Last week Fannie Mae's board of directors said that it agreed to increase its capital reserves to maintain a 30% target surplus over the regulatory minimum as per the request of its regulatory body, the Office of Federal Housing Enterprise Oversight (OFHEO). The reserve ratio is similar to the agreement Freddie Mac had with the regulator during its earlier restatement.

Analysts said that the GSE's existing capital levels are not enough to support the asset base and reach the 30% surplus required by OFHEO. However, the GSE was given nine months to achieve the level. Merrill Lynch estimates Fannie Mae's capital deficit to be roughly $3.7 billion.

Faced with this shortfall, Fannie now has to find means of raising capital. UBS said that viable alternatives for the GSE would be to retain earnings, issue preferred stock, omit dividends or reclassify assets. Analysts said that selling Fannie securities might not be efficient in raising the capital. "If Fannie Mae sells Fannie Mae securities, it would need to unload $50 billion assets to free up each $1 billion of capital needed," theorized UBS analysts, adding that this would be quite disruptive to the markets. Although letting assets run off could be a viable alternative, it would compromise future earnings, analysts said.

In terms of the mortgage market, Fannie is expected to be an opportunistic buyer of the product going forward. UBS said that if mortgages appear marginal relative to funding, Fannie would then be reluctant to buy. However, if mortgages cheapen significantly, the GSE is still expected to provide the backstop bid. A telling example is rival Freddie, which remained an active buyer in July and August of last year when mortgages were really cheap, despite its accounting woes and additional capital requirements, analysts explained. Therefore, it seems the decision to limit the amount of purchases is more a reflection of tight mortgage spreads.

Merrill Lynch reports that it's likely that the estimated capital shortfall might be higher than expected, making balance sheet shrinkage a distinct possibility. If Fannie's portfolio does contract, analysts said, it is probably a negative for mortgage and ABS spreads and a positive for senior unsecured agency debt.

"Any potential decline in the FNM portfolio effectively reduces the demand for MBS securities on the part of the agency," analysts said, noting that in the past several months Fannie has been comparatively less active in the fixed-rate MBS sector. The firm's estimates peg Fannie purchases at $35 billion in fixed-rate MBS through June of this year or roughly $4 billion monthly. "While this is not insignificant, it is not a vast import immediately either," Merrill said.

Additionally, a less active Fannie portfolio could affect the ARM sector, considering that a third of Fannie purchases this year were ARMs, analysts said. Although this figure probably includes some ABS and floating rate CMOs, these purchases should likely include agency hybrid ARMs as well.

Merrill also noted that aside from reducing a considerable source of demand for mortgage assets, FNMA's decreased portfolio growth could lessen the backstop bid for mortgages in times of stress. "This could mean that mortgages are more vulnerable to a widening, and consequently should trade at wider spreads today as well," according to Merrill analysts.

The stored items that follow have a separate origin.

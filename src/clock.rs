//! Clock providers - monotonic time, SNTP synchronization, single-shot fires
//!
//! Everything that needs a notion of "now" goes through the [Clock] trait so
//! that the scheduler and the timing service never care whether they run
//! against the local monotonic clock or a network-disciplined one.
//!
//! [LocalClock] is the plain monotonic axis. [NetworkClock] couples that axis
//! to wall-clock unix seconds through SNTP: a successful sync records
//! `offset = t_ntp - monotonic()`, and `now()` returns `monotonic() + offset`
//! from then on. When every server fails the state keeps its previous offset
//! but reports `last_sync_ok = false`, and `now()` degrades to the plain
//! monotonic axis.
//!
//! Single-shot fires are armed on their own named thread and wait on a
//! `(Mutex<bool>, Condvar)` pair, so a cancel wakes the timer immediately
//! instead of letting it sleep to the target.

use std::net::UdpSocket;
use std::sync::{Arc, Condvar, Mutex};
use std::time::{Duration, Instant, SystemTime, UNIX_EPOCH};

use once_cell::sync::Lazy;
use tracing::{debug, warn};

/// Seconds between the NTP epoch (1900) and the unix epoch (1970)
const NTP_UNIX_EPOCH_OFFSET: u64 = 2_208_988_800;

/// NTP servers asked when the user configures none
pub const DEFAULT_NTP_SERVERS: [&str; 4] = [
    "pool.ntp.org",
    "time.apple.com",
    "time.cloudflare.com",
    "time.google.com",
];

/// Process-wide origin of the monotonic axis
static MONOTONIC_EPOCH: Lazy<Instant> = Lazy::new(Instant::now);

/// Monotonic seconds since the first call in this process
pub fn monotonic() -> f64 {
    MONOTONIC_EPOCH.elapsed().as_secs_f64()
}

/// System wall clock as unix seconds
pub fn unix_now() -> f64 {
    SystemTime::now()
        .duration_since(UNIX_EPOCH)
        .map(|d| d.as_secs_f64())
        .unwrap_or(0.0)
}

/// Errors from arming a single-shot fire
#[derive(Debug, thiserror::Error)]
pub enum ScheduleError {
    /// The timer thread could not be spawned
    #[error("failed to spawn timer thread: {0}")]
    Spawn(std::io::Error),
}

/// Cancellation handle for an armed single-shot fire
///
/// Dropping the handle does *not* cancel the fire; the timer thread keeps
/// its own clone of the interrupt pair.
pub struct FireHandle {
    /// Interrupt pair shared with the timer thread
    cancel: Arc<(Mutex<bool>, Condvar)>,
}

impl FireHandle {
    /// Cancel the fire; a no-op when the timer already fired
    pub fn cancel(&self) {
        let (lock, cvar) = &*self.cancel;
        *lock.lock().unwrap() = true;
        cvar.notify_all();
    }
}

/// Shared notion of time plus the ability to arm a single-shot callback
pub trait Clock: Send + Sync {
    /// Current time in seconds; unix-aligned when a network sync succeeded
    fn now(&self) -> f64;

    /// Arm `cb` to run once at `target_unix` (system unix seconds)
    ///
    /// Never blocks. A target already in the past fires almost immediately;
    /// rejecting stale targets is the caller's policy, not the clock's.
    fn schedule_at(
        &self,
        target_unix: f64,
        cb: Box<dyn FnOnce() + Send>,
    ) -> Result<FireHandle, ScheduleError>;

    /// Cancel a previously armed fire
    fn cancel(&self, handle: &FireHandle) {
        handle.cancel();
    }
}

/// Arm a detached timer thread that fires `cb` at `target_unix`
///
/// The thread waits on the interrupt pair with the remaining delay as the
/// timeout, so cancellation latency is bounded by the condvar wakeup, not by
/// the delay itself. The post-fire error against the target is logged.
fn arm_single_shot(
    target_unix: f64,
    cb: Box<dyn FnOnce() + Send>,
) -> Result<FireHandle, ScheduleError> {
    let cancel = Arc::new((Mutex::new(false), Condvar::new()));
    let thread_cancel = cancel.clone();

    std::thread::Builder::new()
        .name("pianola-fire".to_string())
        .spawn(move || {
            let delay = (target_unix - unix_now()).max(0.0);
            let (lock, cvar) = &*thread_cancel;
            let guard = lock.lock().unwrap();
            let (cancelled, _) = cvar
                .wait_timeout_while(guard, Duration::from_secs_f64(delay), |cancelled| {
                    !*cancelled
                })
                .unwrap();
            if *cancelled {
                debug!("single-shot fire at {target_unix:.3} cancelled");
                return;
            }
            drop(cancelled);
            let err_ms = (unix_now() - target_unix) * 1000.0;
            debug!("single-shot fire at {target_unix:.3}, post error {err_ms:.2}ms");
            cb();
        })
        .map_err(ScheduleError::Spawn)?;

    Ok(FireHandle { cancel })
}

/// Plain local clock on the monotonic axis
#[derive(Default, Clone, Copy)]
pub struct LocalClock;

impl Clock for LocalClock {
    fn now(&self) -> f64 {
        monotonic()
    }

    fn schedule_at(
        &self,
        target_unix: f64,
        cb: Box<dyn FnOnce() + Send>,
    ) -> Result<FireHandle, ScheduleError> {
        arm_single_shot(target_unix, cb)
    }
}

/// Result of the last synchronization attempt
#[derive(Clone, Copy, Debug, Default)]
pub struct ClockState {
    /// Offset between unix seconds and the monotonic axis
    pub last_offset: f64,

    /// NTP minus system clock at the last sync, in milliseconds
    ///
    /// Positive means the network clock runs ahead of the system clock.
    pub last_sys_drift_ms: f64,

    /// Whether the most recent sync attempt reached any server
    pub last_sync_ok: bool,

    /// Monotonic seconds at the moment of the last successful sync
    pub last_sync_monotonic: f64,
}

/// Minimum round-trip estimate from [NetworkClock::measure_latency]
#[derive(Clone, Debug)]
pub struct LatencyEstimate {
    /// Smallest round trip observed over the probe burst, in milliseconds
    pub rtt_ms: f64,

    /// NTP minus system clock from the most recent probe, in milliseconds
    pub sys_delta_ms: f64,

    /// Server that answered the probes
    pub server: String,
}

/// SNTP-disciplined clock
///
/// Servers are asked in order until one answers or `max_tries` attempts were
/// burned. All socket work is blocking with a per-server timeout; callers
/// that must not stall run [NetworkClock::sync] from a background thread.
pub struct NetworkClock {
    /// Servers in preference order, either host names or `host:port`
    servers: Vec<String>,

    /// Receive timeout applied per server
    timeout: Duration,

    /// Upper bound on servers asked during one sync
    max_tries: usize,

    /// Result of the last sync attempt
    state: Mutex<ClockState>,
}

impl NetworkClock {
    /// Create an unsynced clock; call [NetworkClock::sync] to discipline it
    pub fn new(servers: Vec<String>, timeout: Duration, max_tries: usize) -> Self {
        let servers = if servers.is_empty() {
            DEFAULT_NTP_SERVERS.iter().map(|s| s.to_string()).collect()
        } else {
            servers
        };
        Self {
            servers,
            timeout,
            max_tries: max_tries.max(1),
            state: Mutex::new(ClockState::default()),
        }
    }

    /// Snapshot of the sync state
    pub fn state(&self) -> ClockState {
        *self.state.lock().unwrap()
    }

    /// Ask servers in order for the current unix time
    ///
    /// Updates the offset on the first answer and returns `true`. When every
    /// attempt fails only `last_sync_ok` flips to `false`; the previous
    /// offset is kept so a later consumer can still inspect it.
    pub fn sync(&self) -> bool {
        let mut tries = 0;
        for host in &self.servers {
            if tries >= self.max_tries {
                break;
            }
            tries += 1;
            let Some(t_ntp) = self.query_server(host) else {
                continue;
            };
            let now_mono = monotonic();
            let drift_ms = (t_ntp - unix_now()) * 1000.0;
            let mut state = self.state.lock().unwrap();
            *state = ClockState {
                last_offset: t_ntp - now_mono,
                last_sys_drift_ms: drift_ms,
                last_sync_ok: true,
                last_sync_monotonic: now_mono,
            };
            debug!(
                "ntp sync ok via {host}: offset={:.6}s drift={drift_ms:.2}ms",
                state.last_offset
            );
            return true;
        }
        self.state.lock().unwrap().last_sync_ok = false;
        warn!("ntp sync failed, all servers unreachable; staying on the monotonic clock");
        false
    }

    /// Probe the first responsive server a few times and keep the minimum RTT
    ///
    /// Also records the NTP-vs-system delta at the moment of the last
    /// answer. Returns `None` when nothing answered.
    pub fn measure_latency(&self) -> Option<LatencyEstimate> {
        const PROBES: usize = 3;

        for host in self.servers.iter().take(self.max_tries) {
            let mut rtt_min: Option<f64> = None;
            let mut sys_delta_ms = 0.0;
            for _ in 0..PROBES {
                let sent = Instant::now();
                let Some(t_ntp) = self.query_server(host) else {
                    continue;
                };
                let rtt = sent.elapsed().as_secs_f64() * 1000.0;
                rtt_min = Some(rtt_min.map_or(rtt, |m: f64| m.min(rtt)));
                sys_delta_ms = (t_ntp - unix_now()) * 1000.0;
            }
            if let Some(rtt_ms) = rtt_min {
                return Some(LatencyEstimate {
                    rtt_ms,
                    sys_delta_ms,
                    server: host.clone(),
                });
            }
        }
        None
    }

    /// One SNTP round trip; `None` on any socket, DNS or format problem
    fn query_server(&self, host: &str) -> Option<f64> {
        // 48-byte client packet: LI=0, VN=4, Mode=3
        let mut packet = [0u8; 48];
        packet[0] = 0x23;

        let target: String = if host.contains(':') {
            host.to_string()
        } else {
            format!("{host}:123")
        };

        let result = (|| -> std::io::Result<Option<f64>> {
            let socket = UdpSocket::bind(("0.0.0.0", 0))?;
            socket.set_read_timeout(Some(self.timeout))?;
            socket.send_to(&packet, target.as_str())?;
            let mut response = [0u8; 512];
            let (len, _) = socket.recv_from(&mut response)?;
            Ok(parse_transmit_timestamp(&response[..len]))
        })();

        match result {
            Ok(Some(unix)) => Some(unix),
            Ok(None) => {
                debug!("ntp response from {host} too short or malformed");
                None
            }
            Err(error) => {
                debug!("ntp query to {host} failed: {error}");
                None
            }
        }
    }
}

/// Extract the transmit timestamp (bytes 40..48) as unix seconds
fn parse_transmit_timestamp(response: &[u8]) -> Option<f64> {
    if response.len() < 48 {
        return None;
    }
    let seconds = u32::from_be_bytes(response[40..44].try_into().ok()?);
    let fraction = u32::from_be_bytes(response[44..48].try_into().ok()?);
    let ntp_seconds = seconds as f64 + fraction as f64 / (1u64 << 32) as f64;
    Some(ntp_seconds - NTP_UNIX_EPOCH_OFFSET as f64)
}

impl Clock for NetworkClock {
    fn now(&self) -> f64 {
        let state = self.state.lock().unwrap();
        if state.last_sync_ok {
            monotonic() + state.last_offset
        } else {
            monotonic()
        }
    }

    fn schedule_at(
        &self,
        target_unix: f64,
        cb: Box<dyn FnOnce() + Send>,
    ) -> Result<FireHandle, ScheduleError> {
        arm_single_shot(target_unix, cb)
    }
}

#[cfg(test)]
mod tests {
    use super::*;
    use std::sync::mpsc;

    /// Answer one SNTP request on a loopback socket with the given unix time
    fn spawn_ntp_responder(unix_seconds: f64) -> String {
        let socket = UdpSocket::bind(("127.0.0.1", 0)).unwrap();
        let addr = socket.local_addr().unwrap();
        std::thread::spawn(move || {
            let mut buf = [0u8; 512];
            if let Ok((_, remote)) = socket.recv_from(&mut buf) {
                let mut response = [0u8; 48];
                let ntp = unix_seconds + NTP_UNIX_EPOCH_OFFSET as f64;
                let secs = ntp.trunc() as u64 as u32;
                let frac = (ntp.fract() * (1u64 << 32) as f64) as u32;
                response[40..44].copy_from_slice(&secs.to_be_bytes());
                response[44..48].copy_from_slice(&frac.to_be_bytes());
                let _ = socket.send_to(&response, remote);
            }
        });
        addr.to_string()
    }

    #[test]
    fn transmit_timestamp_parses_and_rejects_short_packets() {
        let mut response = [0u8; 48];
        let unix = 1_700_000_000.5f64;
        let ntp = unix + NTP_UNIX_EPOCH_OFFSET as f64;
        response[40..44].copy_from_slice(&(ntp.trunc() as u64 as u32).to_be_bytes());
        response[44..48].copy_from_slice(&((ntp.fract() * (1u64 << 32) as f64) as u32).to_be_bytes());

        let parsed = parse_transmit_timestamp(&response).unwrap();
        assert!((parsed - unix).abs() < 1e-3);
        assert_eq!(parse_transmit_timestamp(&response[..47]), None);
    }

    #[test]
    fn sync_against_loopback_server_aligns_now() {
        let pretend_unix = unix_now() + 5.0;
        let server = spawn_ntp_responder(pretend_unix);
        let clock = NetworkClock::new(vec![server], Duration::from_millis(500), 3);

        assert!(clock.sync());
        let state = clock.state();
        assert!(state.last_sync_ok);
        // The responder claims to be five seconds ahead of the system clock.
        assert!((state.last_sys_drift_ms - 5000.0).abs() < 500.0);
        assert!((clock.now() - pretend_unix).abs() < 0.5);
    }

    #[test]
    fn failed_sync_falls_back_to_monotonic() {
        // Nothing listens on this port; recv will time out quickly.
        let clock = NetworkClock::new(
            vec!["127.0.0.1:9".to_string()],
            Duration::from_millis(50),
            1,
        );
        assert!(!clock.sync());
        assert!(!clock.state().last_sync_ok);
        let before = monotonic();
        let now = clock.now();
        assert!(now >= before && now < before + 1.0);
    }

    #[test]
    fn single_shot_fires_close_to_target() {
        let (tx, rx) = mpsc::channel();
        let clock = LocalClock;
        let target = unix_now() + 0.03;
        let _handle = clock
            .schedule_at(target, Box::new(move || tx.send(unix_now()).unwrap()))
            .unwrap();
        let fired_at = rx.recv_timeout(Duration::from_secs(1)).unwrap();
        assert!(fired_at >= target - 0.01);
        assert!(fired_at - target < 0.2);
    }

    #[test]
    fn cancelled_single_shot_never_fires() {
        let (tx, rx) = mpsc::channel::<()>();
        let clock = LocalClock;
        let handle = clock
            .schedule_at(unix_now() + 0.2, Box::new(move || tx.send(()).unwrap()))
            .unwrap();
        handle.cancel();
        assert!(rx.recv_timeout(Duration::from_millis(400)).is_err());
        // A second cancel is a no-op.
        handle.cancel();
    }
}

In terms of swaps and options, analysts said that to the extent that purchases drop from current levels, hedging activity could lessen, which, in turn, could result in decreased payment on swaps and a declining interest in buying options. These factors lead to slightly tighter swap spreads and lower implied volatility. Though the mortgages are still there, the holding institutions may not hedge to the same degree as Fannie.

Additionally, the convexity trade may also be affected, as GSEs need to maintain near zero duration, necessitating the hedge out option in MBS. Although this is sometimes done through the purchase of options, there is some delta hedging that goes on as well. "If mortgages are redistributed through time to other holders who may not hedge to the same degree, it is possible that the degree of convexity hedging could decline as well," Merrill stated.

An MBS analyst from a mortgage originator added that if between now and the nine months Fannie is given to achieve its capital surplus, a Long Term Capital Management-like blowup should occur, Fannie might not be able to act as a backstop to stop spreads from gapping out like it did then. However, Fannie's current dilemma might just require a one-time earnings restatement, after which the GSE could return to its more traditional role. Furthermore, most do not believe Fannie's current accounting problem plays a huge role in its decreased participation in the fixed-rate market. "It's more of a supply issue; there is so little supply in fixed rates right now that the GSEs don't really have to be aggressive buyers," the analyst said.